Students get work experience at Kings Lynn charity shop

A group of students from a college in Kings Lynn are gaining valuable work experience since volunteering to help out at a local charity shop.

Students from the Discovery Centre in Kings Lynn have been working with the local Sue Ryder charity shop as part of an education programme. All students on the programme are studying courses run by the College of West Anglia. The students have been gaining valuable life skills as part of a practical work experience programme that helps unemployed young people to develop themselves and to become more employable.

The students have been tasked with collecting items to sell, building up customer service skills, handling cash and creating marketing materials using techniques like flyer printing. Kings Lynn has been home to the Sue Ryder charity shop for almost 12 years and the shop makes around £35,000 each year for the charity that supports people with cancer, multiple sclerosis or who have been affected by strokes.

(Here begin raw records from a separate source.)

impl AgentLoop {
    async fn run(mut self) {
        loop {
            let exit = match self.state() {
                AgentState::Disconnected | AgentState::Failed => match self.commands.recv().await {
                    Some(Command::Connect) => {
                        self.transition(AgentEvent::Connect);
                        continue;
                    }
                    Some(Command::Disconnect) => {
                        self.transition(AgentEvent::Disconnect);
                        continue;
                    }
                    Some(Command::Flush) => continue,
                    Some(Command::Shutdown) | None => break,
                },
                AgentState::Connecting | AgentState::Connected => self.connect_and_sync().await,
                AgentState::Reconnecting { attempt } => {
                    let Some(delay) = self.config.backoff.delay(attempt) else {
                        self.transition(AgentEvent::RetriesExhausted);
                        let pending = self.queue.lock().await.len();
                        log::warn!(
                            "Giving up on {} after {attempt} retries ({pending} edits still queued)",
                            self.config.doc_id
                        );
                        self.emit(SyncEvent::Failed { pending });
                        continue;
                    };
                    self.transition(AgentEvent::RetryScheduled);
                    log::info!(
                        "Reconnecting to {} in {delay:?} (attempt {})",
                        self.config.server_url,
                        attempt + 1
                    );
                    match self.wait(delay).await {
                        Some(exit) => exit,
                        None => self.connect_and_sync().await,
                    }
                }
            };

            match exit {
                Exit::Lost(e) => {
                    log::warn!("Connection for {} lost: {e}", self.config.doc_id);
                    let event = match (self.state(), self.stalled_at.take()) {
                        (AgentState::Connected, Some(attempt)) => AgentEvent::Stalled { attempt },
                        _ => AgentEvent::TransportFailed,
                    };
                    self.transition(event);
                }
                Exit::Fatal(e) => {
                    log::error!("Sync of {} stopped: {e}", self.config.doc_id);
                    self.emit(SyncEvent::Error(e));
                    self.transition(AgentEvent::Disconnect);
                }
                Exit::Disconnect => self.transition(AgentEvent::Disconnect),
                Exit::Shutdown => break,
            }
        }
        log::debug!("Sync agent for {} stopped", self.config.doc_id);
    }

    /// Backoff sleep, cut short by `disconnect` or shutdown.
    async fn wait(&mut self, delay: Duration) -> Option<Exit> {
        let sleep = tokio::time::sleep(delay);
        tokio::pin!(sleep);
        loop {
            tokio::select! {
                _ = &mut sleep => return None,
                cmd = self.commands.recv() => match cmd {
                    Some(Command::Disconnect) => return Some(Exit::Disconnect),
                    Some(Command::Shutdown) | None => return Some(Exit::Shutdown),
                    Some(Command::Connect) | Some(Command::Flush) => {}
                },
            }
        }
    }

    async fn connect_and_sync(&mut self) -> Exit {
        let attempt = match self.state() {
            AgentState::Reconnecting { attempt } => attempt,
            _ => 0,
        };
        let mut conn = match self.handshake().await {
            Ok(conn) => conn,
            Err(e) => return e.into(),
        };
        self.transition(AgentEvent::Opened);
        self.stalled_at = Some(attempt);
        log::info!(
            "Joined {} as {} (session {}, v{})",
            self.config.doc_id,
            conn.access,
            conn.session_id,
            self.base()
        );

        let exit = self.sync(&mut conn).await;

        let _ = conn.sink.send(Message::Close(None)).await;
        self.submit = None;
        self.catching_up = false;
        self.deadline = None;
        self.shared.roster.lock().clear();
        exit
    }

    async fn handshake(&mut self) -> SyncResult<Connection> {
        let timeout = self.config.request_timeout;
        let (ws_stream, _) = tokio::time::timeout(
            timeout,
            tokio_tungstenite::connect_async_with_config(
                self.config.server_url.as_str(),
                Some(self.config.limits.websocket_config()),
                false,
            ),
        )
        .await
        .map_err(|_| ProtocolError::Timeout)?
        .map_err(ProtocolError::from)?;
        let (mut sink, mut stream) = ws_stream.split();

        let join = SyncMessage::join(
            self.config.doc_id,
            self.config.credentials.clone(),
            self.base(),
        );
        send(&mut sink, &join).await?;

        let reply = tokio::time::timeout(timeout, next_message(&mut stream))
            .await
            .map_err(|_| ProtocolError::Timeout)??;
        match reply {
            SyncMessage::Joined {
                session_id,
                access,
                current_version,
                missed,
                presence,
            } => {
                for change in missed {
                    self.apply_remote(change).await;
                }
                self.shared.roster.lock().reset(session_id, presence);
                Ok(Connection {
                    sink,
                    stream,
                    session_id,
                    access,
                    behind: self.base() < current_version,
                })
            }
            SyncMessage::Error {
                kind,
                message,
                current_version,
            } => Err(SyncError::from_wire(kind, message, current_version)),
            other => Err(ProtocolError::Unexpected(other.name().to_string()).into()),
        }
    }

    async fn sync(&mut self, conn: &mut Connection) -> Exit {
        let resumed = if conn.behind {
            self.catch_up(conn).await
        } else {
            self.flush(conn).await
        };
        if let Err(e) = resumed {
            return e.into();
        }

        let mut last_heard = Instant::now();
        loop {
            let heartbeat_deadline = last_heard + self.config.heartbeat_timeout;
            let request_deadline = self.deadline;

            tokio::select! {
                frame = conn.stream.next() => {
                    last_heard = Instant::now();
                    let result = match frame {
                        Some(Ok(Message::Binary(data))) => match SyncMessage::decode(&data) {
                            Ok(msg) => {
                                self.stalled_at = None;
                                self.handle_message(conn, msg).await
                            }
                            Err(e) => Err(e.into()),
                        },
                        Some(Ok(Message::Close(_))) | None => Err(ProtocolError::ConnectionClosed.into()),
                        Some(Ok(_)) => Ok(()),
                        Some(Err(e)) => Err(ProtocolError::from(e).into()),
                    };
                    if let Err(e) = result {
                        return e.into();
                    }
                }

                cmd = self.commands.recv() => match cmd {
                    Some(Command::Flush) => {
                        if let Err(e) = self.flush(conn).await {
                            return e.into();
                        }
                    }
                    Some(Command::Connect) => {}
                    Some(Command::Disconnect) => return Exit::Disconnect,
                    Some(Command::Shutdown) | None => return Exit::Shutdown,
                },

                _ = tokio::time::sleep_until(request_deadline.unwrap_or(heartbeat_deadline)), if request_deadline.is_some() => {
                    return Exit::Lost(SyncError::TransportFailure("request timed out".into()));
                }

                _ = tokio::time::sleep_until(heartbeat_deadline) => {
                    return Exit::Lost(SyncError::TransportFailure("server went silent".into()));
                }
            }
        }
    }

    async fn handle_message(&mut self, conn: &mut Connection, msg: SyncMessage) -> SyncResult<()> {
        match msg {
            SyncMessage::ChangeAccepted {
                request_id,
                version,
                count,
            } => {
                if !self.take_in_flight(request_id) {
                    log::warn!("Ignoring acknowledgement for unknown request {request_id}");
                    return Ok(());
                }
                // Base first: an empty queue implies the version is current.
                self.set_base(version);
                let acked = self.queue.lock().await.acknowledge(count as usize);
                self.settle_deadline();
                log::debug!("{} edits accepted, now at v{version}", acked.len());
                self.emit(SyncEvent::Acknowledged {
                    version,
                    count: acked.len(),
                });
                self.flush(conn).await
            }

            SyncMessage::ChangeRejected {
                request_id,
                current_version,
                server_changes,
            } => {
                if !self.take_in_flight(request_id) {
                    log::warn!("Ignoring rejection for unknown request {request_id}");
                    return Ok(());
                }
                self.settle_deadline();
                let mut applied = 0;
                for change in server_changes {
                    if self.apply_remote(change).await == Applied::Remote {
                        applied += 1;
                    }
                }
                log::debug!("Submission rejected at v{current_version}, rebasing over {applied} changes");
                self.emit(SyncEvent::Rebased {
                    current_version,
                    applied,
                });
                if self.base() < current_version {
                    self.catch_up(conn).await
                } else {
                    self.flush(conn).await
                }
            }

            SyncMessage::RemoteChange(change) => {
                if self.apply_remote(change).await == Applied::Gap {
                    self.catch_up(conn).await?;
                }
                Ok(())
            }

            SyncMessage::CaughtUp {
                current_version,
                changes,
            } => {
                self.catching_up = false;
                self.settle_deadline();
                let before = self.base();
                for change in changes {
                    self.apply_remote(change).await;
                }
                if self.base() < current_version {
                    if self.base() == before {
                        return Err(SyncError::Corrupt(format!(
                            "catch-up stalled at v{before} short of v{current_version}"
                        )));
                    }
                    // One page applied; ask for the next.
                    return self.catch_up(conn).await;
                }
                self.flush(conn).await
            }

            SyncMessage::PresenceUpdate { kind, entry } => {
                if self.shared.roster.lock().apply(kind, entry.clone()) {
                    self.emit(match kind {
                        PresenceKind::Joined => SyncEvent::PresenceJoined(entry),
                        PresenceKind::Left => SyncEvent::PresenceLeft(entry),
                    });
                }
                Ok(())
            }

            SyncMessage::Ping { nonce } => send(&mut conn.sink, &SyncMessage::Pong { nonce }).await,

            SyncMessage::Pong { .. } => Ok(()),

            SyncMessage::Error {
                kind,
                message,
                current_version,
            } => Err(SyncError::from_wire(kind, message, current_version)),

            other => Err(ProtocolError::Unexpected(other.name().to_string()).into()),
        }
    }

    /// Apply one authoritative change if it is the next in sequence.
    async fn apply_remote(&self, change: Change) -> Applied {
        let base = self.base();
        if change.version <= base {
            return Applied::Duplicate;
        }
        if change.version != base + 1 {
            return Applied::Gap;
        }
        self.set_base(change.version);

        if self.queue.lock().await.acknowledge_if_head(change.id) {
            self.emit(SyncEvent::Acknowledged {
                version: change.version,
                count: 1,
            });
            return Applied::Own;
        }
        self.emit(SyncEvent::RemoteChange(change));
        Applied::Remote
    }

    /// Submit the queue head unless a request is already outstanding.
    async fn flush(&mut self, conn: &mut Connection) -> SyncResult<()> {
        if self.submit.is_some() || self.catching_up {
            return Ok(());
        }
        let changes = self.queue.lock().await.snapshot(&self.config.limits);
        if changes.is_empty() {
            return Ok(());
        }

        let request_id = Uuid::new_v4();
        let count = changes.len();
        let base_version = self.base();
        send(
            &mut conn.sink,
            &SyncMessage::Submit {
                request_id,
                base_version,
                changes,
            },
        )
        .await?;
        log::debug!("Submitted {count} edits on v{base_version}");
        self.submit = Some(InFlight { request_id, count });
        self.deadline = Some(Instant::now() + self.config.request_timeout);
        Ok(())
    }

    async fn catch_up(&mut self, conn: &mut Connection) -> SyncResult<()> {
        if self.catching_up {
            return Ok(());
        }
        let since = self.base();
        send(&mut conn.sink, &SyncMessage::CatchUp { since }).await?;
        log::debug!("Catching up from v{since}");
        self.catching_up = true;
        self.deadline = Some(Instant::now() + self.config.request_timeout);
        Ok(())
    }

    fn take_in_flight(&mut self, request_id: Uuid) -> bool {
        match &self.submit {
            Some(in_flight) if in_flight.request_id == request_id => {
                log::trace!("Request {request_id} settled ({} edits)", in_flight.count);
                self.submit = None;
                true
            }
            _ => false,
        }
    }

    fn settle_deadline(&mut self) {
        if self.submit.is_none() && !self.catching_up {
            self.deadline = None;
        }
    }

    fn state(&self) -> AgentState {
        *self.shared.state.read()
    }

    fn transition(&self, event: AgentEvent) {
        let mut state = self.shared.state.write();
        let Some(next) = state.on(event) else {
            log::debug!("Ignoring {event:?} while {}", state.name());
            return;
        };
        if next == *state {
            return;
        }
        log::debug!("Agent {} -> {} on {event:?}", state.name(), next.name());
        *state = next;
        drop(state);
        self.emit(SyncEvent::StateChanged(next));
    }

    fn base(&self) -> u64 {
        self.shared.base_version.load(Ordering::SeqCst)
    }

    fn set_base(&self, version: u64) {
        self.shared.base_version.store(version, Ordering::SeqCst);
    }

    fn emit(&self, event: SyncEvent) {
        let _ = self.events.send(event);
    }
}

As well as gaining valuable skills to add to their own CVs, the group of students has also helped to contribute to the running of the charity shop, which normally relies on volunteers from the local community.

Paula Phillips is the manager of the Kings Lynn branch of the Sue Ryder shop. She has often expressed her interest in getting young people involved in charity work, so this partnership with the Discovery Centre has been a real opportunity to reach out to a new generation of volunteers – as part of a give and take partnership where both the charity and the participants benefit from getting involved.